[Start of section]

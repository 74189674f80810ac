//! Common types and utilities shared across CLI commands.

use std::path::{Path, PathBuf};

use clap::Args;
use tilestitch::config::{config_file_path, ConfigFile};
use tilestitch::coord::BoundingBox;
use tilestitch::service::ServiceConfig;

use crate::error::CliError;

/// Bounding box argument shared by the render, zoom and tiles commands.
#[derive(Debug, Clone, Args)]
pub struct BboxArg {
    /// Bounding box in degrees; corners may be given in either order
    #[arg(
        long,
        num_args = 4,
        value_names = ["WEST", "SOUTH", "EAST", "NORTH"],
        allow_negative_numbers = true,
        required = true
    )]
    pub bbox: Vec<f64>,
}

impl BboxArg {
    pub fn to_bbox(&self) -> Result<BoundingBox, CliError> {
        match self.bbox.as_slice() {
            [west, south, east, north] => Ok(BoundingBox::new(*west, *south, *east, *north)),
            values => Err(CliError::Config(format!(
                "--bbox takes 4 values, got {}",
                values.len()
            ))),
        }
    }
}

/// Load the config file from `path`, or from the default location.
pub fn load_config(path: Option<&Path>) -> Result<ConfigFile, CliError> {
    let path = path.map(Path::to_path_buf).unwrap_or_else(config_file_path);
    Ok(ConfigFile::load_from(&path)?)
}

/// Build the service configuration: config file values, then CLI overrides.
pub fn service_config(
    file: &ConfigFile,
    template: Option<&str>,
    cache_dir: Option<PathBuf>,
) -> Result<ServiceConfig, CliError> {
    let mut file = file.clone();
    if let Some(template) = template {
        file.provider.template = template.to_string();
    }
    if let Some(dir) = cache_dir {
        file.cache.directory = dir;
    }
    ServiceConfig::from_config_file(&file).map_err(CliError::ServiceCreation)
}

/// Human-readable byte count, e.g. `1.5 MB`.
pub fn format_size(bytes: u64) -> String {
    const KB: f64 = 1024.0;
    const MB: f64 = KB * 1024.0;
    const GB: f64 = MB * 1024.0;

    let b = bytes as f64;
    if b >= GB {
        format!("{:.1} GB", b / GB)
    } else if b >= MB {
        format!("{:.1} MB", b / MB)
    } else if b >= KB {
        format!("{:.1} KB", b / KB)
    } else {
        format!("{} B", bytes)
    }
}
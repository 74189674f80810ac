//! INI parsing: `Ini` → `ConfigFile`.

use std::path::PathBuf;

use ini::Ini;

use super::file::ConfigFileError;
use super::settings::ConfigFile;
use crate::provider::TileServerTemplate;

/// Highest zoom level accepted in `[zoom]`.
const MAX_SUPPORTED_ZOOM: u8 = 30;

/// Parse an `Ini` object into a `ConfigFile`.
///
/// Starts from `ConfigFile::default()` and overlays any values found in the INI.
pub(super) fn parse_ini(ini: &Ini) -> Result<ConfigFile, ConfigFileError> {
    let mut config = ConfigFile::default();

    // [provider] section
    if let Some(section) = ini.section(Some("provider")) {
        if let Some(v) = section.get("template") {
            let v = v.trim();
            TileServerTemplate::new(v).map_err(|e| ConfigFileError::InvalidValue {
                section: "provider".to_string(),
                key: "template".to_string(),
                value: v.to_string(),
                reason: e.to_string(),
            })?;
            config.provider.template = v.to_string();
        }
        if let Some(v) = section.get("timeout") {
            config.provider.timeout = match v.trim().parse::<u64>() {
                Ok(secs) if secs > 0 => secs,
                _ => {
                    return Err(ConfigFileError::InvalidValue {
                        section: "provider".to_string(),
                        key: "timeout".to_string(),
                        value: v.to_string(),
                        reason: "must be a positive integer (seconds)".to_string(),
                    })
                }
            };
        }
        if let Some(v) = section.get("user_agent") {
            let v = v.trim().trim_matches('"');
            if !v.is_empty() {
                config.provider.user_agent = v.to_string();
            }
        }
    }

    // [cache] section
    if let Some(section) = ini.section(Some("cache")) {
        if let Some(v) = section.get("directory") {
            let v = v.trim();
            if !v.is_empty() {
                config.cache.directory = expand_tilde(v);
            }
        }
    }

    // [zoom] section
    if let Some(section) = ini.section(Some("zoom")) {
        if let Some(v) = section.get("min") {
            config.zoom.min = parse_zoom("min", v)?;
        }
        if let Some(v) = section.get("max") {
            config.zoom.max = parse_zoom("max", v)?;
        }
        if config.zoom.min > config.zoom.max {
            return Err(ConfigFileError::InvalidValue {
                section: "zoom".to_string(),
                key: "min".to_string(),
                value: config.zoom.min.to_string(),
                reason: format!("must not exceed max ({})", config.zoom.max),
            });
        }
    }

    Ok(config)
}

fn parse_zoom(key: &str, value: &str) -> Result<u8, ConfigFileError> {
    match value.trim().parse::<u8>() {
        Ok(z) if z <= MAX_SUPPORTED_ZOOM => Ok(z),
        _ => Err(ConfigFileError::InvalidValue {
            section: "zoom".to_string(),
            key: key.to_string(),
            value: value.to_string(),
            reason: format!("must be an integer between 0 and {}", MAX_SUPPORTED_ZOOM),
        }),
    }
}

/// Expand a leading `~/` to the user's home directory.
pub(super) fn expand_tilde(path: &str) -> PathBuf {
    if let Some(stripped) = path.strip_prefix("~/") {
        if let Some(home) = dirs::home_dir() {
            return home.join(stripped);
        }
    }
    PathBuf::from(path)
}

[End of section]

_Exercise_
Using the material above, gather every line that includes "InvalidValue".

_Response area_
            TileServerTemplate::new(v).map_err(|e| ConfigFileError::InvalidValue {
                    return Err(ConfigFileError::InvalidValue {
            return Err(ConfigFileError::InvalidValue {
        _ => Err(ConfigFileError::InvalidValue {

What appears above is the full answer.